# IPCC/AR6/WG1/Chapter 8 
## Stéphane Sénési

## Compute and/or plot ensemble statistics of relative changes 
- for mean and/or inter-annual standard deviation of basin-averaged variables, 
- over a list of basins and 
- for a time_slicing of a projection period, and 
- for a series of scenarios

### Results are json files (in a directory indicated below by variable 'outdir') hosting dictionnaries organized as  
- `changes[scenario][variable][time_stat][basin][ensemble_stat][slice] = stat_value` 

### and named
- `changes_scenario_dataVersion_version.json`

### and a figure named e.g.
- `mrro_rate_of_change_per_basin_dataVersion_version.png`

## Default settings (some may be overriden by Papermill - this would show in next cell in the execution output notebook)

In [11]:
do_test               = True

# This script has two phases, which can be activated separately
do_compute            = True
do_plot               = True

# Version number will be a suffix for data and figure filenames. Use e.g. "_V1" for legibility
version               = ""
plot_version          = ""
figure_name           = "Fig8-27"

# Model data versions stuff
#############################

data_versions_dir    = "/home/ssenesi/CAMMAC/select_data_versions"
# All models listed through next parameters as providing data for a scenario should be included :
data_versions_tag    = "20200918"
excluded_models      = [] 
included_models      = None       # Can be a list that limits models used

# Compute parameters
##########################

# Basins for changes computation. Value 'land' is also recognized
compute_basins      = [ "Amazon" , "Lena", "Yangtze" ,"Mississippi", "Danube", "Niger" ]
#compute_basins        = [ "Amazon" , "Lena", "Yangtze"  ]

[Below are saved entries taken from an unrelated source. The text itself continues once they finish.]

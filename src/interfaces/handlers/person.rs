use actix_web::{web, HttpResponse, Responder};
use tracing::instrument;

use crate::{
    entities::person::{NewPersonRequest, UpdatePersonRequest},
    errors::AppError,
    use_cases::extractors::AdminClaims,
    AppState,
};

#[instrument(skip(_claims, state, data))]
pub async fn create_person(
    _claims: AdminClaims,
    state: web::Data<AppState>,
    data: web::Json<NewPersonRequest>,
) -> Result<impl Responder, AppError> {
    let response = state.person_handler.create_person(data.into_inner()).await?;
    Ok(HttpResponse::Created().json(response))
}

#[instrument(skip(state))]
pub async fn list_persons(state: web::Data<AppState>) -> Result<impl Responder, AppError> {
    let persons = state.person_handler.list_persons().await?;
    Ok(HttpResponse::Ok().json(persons))
}

#[instrument(skip(person_id, state))]
pub async fn get_person(
    person_id: web::Path<String>,
    state: web::Data<AppState>,
) -> Result<impl Responder, AppError> {
    let person = state.person_handler.get_person(&person_id).await?;
    Ok(HttpResponse::Ok().json(person))
}

#[instrument(skip(_claims, person_id, state, data))]
pub async fn update_person(
    _claims: AdminClaims,
    person_id: web::Path<String>,
    state: web::Data<AppState>,
    data: web::Json<UpdatePersonRequest>,
) -> Result<impl Responder, AppError> {
    let person = state
        .person_handler
        .update_person(&person_id, data.into_inner())
        .await?;
    Ok(HttpResponse::Ok().json(person))
}

#[instrument(skip(_claims, person_id, state))]
pub async fn delete_person(
    _claims: AdminClaims,
    person_id: web::Path<String>,
    state: web::Data<AppState>,
) -> Result<impl Responder, AppError> {
    state.person_handler.delete_person(&person_id).await?;
    Ok(HttpResponse::NoContent().finish())
}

# triplet lists of  [variable, table, time statistics] of interest 
variables            = [ [ "mrro","Lmon","mean" ], [ "mrro","Lmon","std" ] ]

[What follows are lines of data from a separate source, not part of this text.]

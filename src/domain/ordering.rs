//! Display order of the experiences and educations selected for a résumé.
//!
//! Positions are neither contiguous nor unique. Entries sort by position, and ties
//! keep insertion order through a monotonically increasing sequence number that an
//! update never changes.

use std::fmt;

use serde::{Deserialize, Serialize};
use uuid::Uuid;

/// The two ordered sections of a résumé.
#[derive(Debug, Clone, Copy, PartialEq, Eq, Hash, Serialize, Deserialize)]
#[serde(rename_all = "snake_case")]
pub enum OrderedSection {
    Experiences,
    Educations,
}

impl OrderedSection {
    pub fn table(&self) -> &'static str {
        match self {
            OrderedSection::Experiences => "resume_experiences",
            OrderedSection::Educations => "resume_educations",
        }
    }

    pub fn entity_column(&self) -> &'static str {
        match self {
            OrderedSection::Experiences => "experience_id",
            OrderedSection::Educations => "education_id",
        }
    }

    pub fn entity_table(&self) -> &'static str {
        match self {
            OrderedSection::Experiences => "experiences",
            OrderedSection::Educations => "educations",
        }
    }
}

impl fmt::Display for OrderedSection {
    fn fmt(&self, f: &mut fmt::Formatter<'_>) -> fmt::Result {
        match self {
            OrderedSection::Experiences => write!(f, "experience"),
            OrderedSection::Educations => write!(f, "education"),
        }
    }
}

#[derive(Debug, Clone, Copy, PartialEq, Eq, Serialize, Deserialize, sqlx::FromRow)]
pub struct OrderEntry {
    pub entity_id: Uuid,
    pub position: i32,
    pub seq: i64,
}

/// Association list of `entity → position`, kept sorted by `(position, seq)`.
#[derive(Debug, Clone, Default, PartialEq, Eq, Serialize)]
pub struct OrderedEntries {
    entries: Vec<OrderEntry>,
}

impl OrderedEntries {
    pub fn new() -> Self {
        Self::default()
    }

    pub fn from_rows(mut rows: Vec<OrderEntry>) -> Self {
        rows.sort_by_key(|e| (e.position, e.seq));
        OrderedEntries { entries: rows }
    }

    /// Sets the position of `entity_id`, updating in place when it is already listed.
    pub fn upsert(&mut self, entity_id: Uuid, position: i32) {
        match self.entries.iter_mut().find(|e| e.entity_id == entity_id) {
            Some(entry) => entry.position = position,
            None => {
                let seq = self.entries.iter().map(|e| e.seq).max().map_or(0, |s| s + 1);
                self.entries.push(OrderEntry { entity_id, position, seq });
            }
        }
        self.entries.sort_by_key(|e| (e.position, e.seq));
    }

    pub fn remove(&mut self, entity_id: Uuid) -> bool {
        let before = self.entries.len();
        self.entries.retain(|e| e.entity_id != entity_id);
        self.entries.len() != before
    }

    pub fn position_of(&self, entity_id: Uuid) -> Option<i32> {
        self.entries
            .iter()
            .find(|e| e.entity_id == entity_id)
            .map(|e| e.position)
    }

    pub fn entity_ids(&self) -> Vec<Uuid> {
        self.entries.iter().map(|e| e.entity_id).collect()
    }

    pub fn iter(&self) -> impl Iterator<Item = &OrderEntry> {
        self.entries.iter()
    }

    pub fn len(&self) -> usize {
        self.entries.len()
    }

    pub fn is_empty(&self) -> bool {
        self.entries.is_empty()
    }
}

/// Orders `items` to follow `order`, dropping items that are not listed.
pub fn arrange<T, F>(order: &OrderedEntries, items: Vec<T>, id_of: F) -> Vec<T>
where
    F: Fn(&T) -> Uuid,
{
    let mut slots: Vec<Option<T>> = Vec::with_capacity(order.len());
    slots.resize_with(order.len(), || None);

    for item in items {
        let id = id_of(&item);
        if let Some(index) = order.iter().position(|e| e.entity_id == id) {
            slots[index] = Some(item);
        }
    }

    slots.into_iter().flatten().collect()
}

#[cfg(test)]
mod tests {
    use super::*;

    fn entry(entity_id: Uuid, position: i32, seq: i64) -> OrderEntry {
        OrderEntry { entity_id, position, seq }
    }

    #[test]
    fn sorts_by_position_then_insertion() {
        let (a, b, c) = (Uuid::new_v4(), Uuid::new_v4(), Uuid::new_v4());
        let order = OrderedEntries::from_rows(vec![entry(a, 5, 1), entry(b, 1, 3), entry(c, 5, 0)]);

        assert_eq!(order.entity_ids(), vec![b, c, a]);
    }

    #[test]
    fn upsert_updates_in_place_without_duplicating() {
        let (a, b) = (Uuid::new_v4(), Uuid::new_v4());
        let mut order = OrderedEntries::new();
        order.upsert(a, 0);
        order.upsert(b, 1);
        order.upsert(a, 2);

        assert_eq!(order.len(), 2);
        assert_eq!(order.entity_ids(), vec![b, a]);
        assert_eq!(order.position_of(a), Some(2));
    }

    #[test]
    fn ties_keep_original_insertion_after_update() {
        let (a, b) = (Uuid::new_v4(), Uuid::new_v4());
        let mut order = OrderedEntries::new();
        order.upsert(a, 3);
        order.upsert(b, 1);
        // `a` moves to tie with `b` but was inserted first
        order.upsert(a, 1);

        assert_eq!(order.entity_ids(), vec![a, b]);
    }

    #[test]
    fn gaps_are_preserved() {
        let (a, b) = (Uuid::new_v4(), Uuid::new_v4());
        let mut order = OrderedEntries::new();
        order.upsert(a, 10);
        order.upsert(b, 40);

        let positions: Vec<i32> = order.iter().map(|e| e.position).collect();
        assert_eq!(positions, vec![10, 40]);
    }

    #[test]
    fn remove_reports_presence() {
        let a = Uuid::new_v4();
        let mut order = OrderedEntries::new();
        order.upsert(a, 0);

        assert!(order.remove(a));
        assert!(!order.remove(a));
        assert!(order.is_empty());
    }

    #[test]
    fn arrange_follows_order_and_drops_unlisted() {
        let (a, b, c) = (Uuid::new_v4(), Uuid::new_v4(), Uuid::new_v4());
        let order = OrderedEntries::from_rows(vec![entry(b, 0, 0), entry(a, 1, 1)]);

        let arranged = arrange(&order, vec![a, c, b], |id| *id);
        assert_eq!(arranged, vec![b, a]);
    }
}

# List of ensemble statistics computed for each variable 
stats_list          = [ "median", "mean","nq5","nq95","nq25","nq75","ens"]

# Computing changes implies defining a refereece period
ref_experiment      = "historical"
ref_period          = "1850-1900" 

# Define time slices for projection, for a list of projection epxeriments. 
# May include years belonging to ref_experiment duration, but scenario's begin 
# must match ref_experiment's end. 
scenarios          = [ "ssp585", "ssp245","ssp126" ]
periods_length     = 20
start_year         = 1901
last_year          = 2081  # i.e. last period's begin
step               = 10  # Not necessarily equal to periods_length !
#
# The directory holding output (json) files and figures
outdir             = "./figures"

# Additional parameters, for plot
###################################

# The plot script is tuned for two variables only
plot_variables      = [ ["mrro","Lmon","mean"], ["mrro","Lmon","std"] ]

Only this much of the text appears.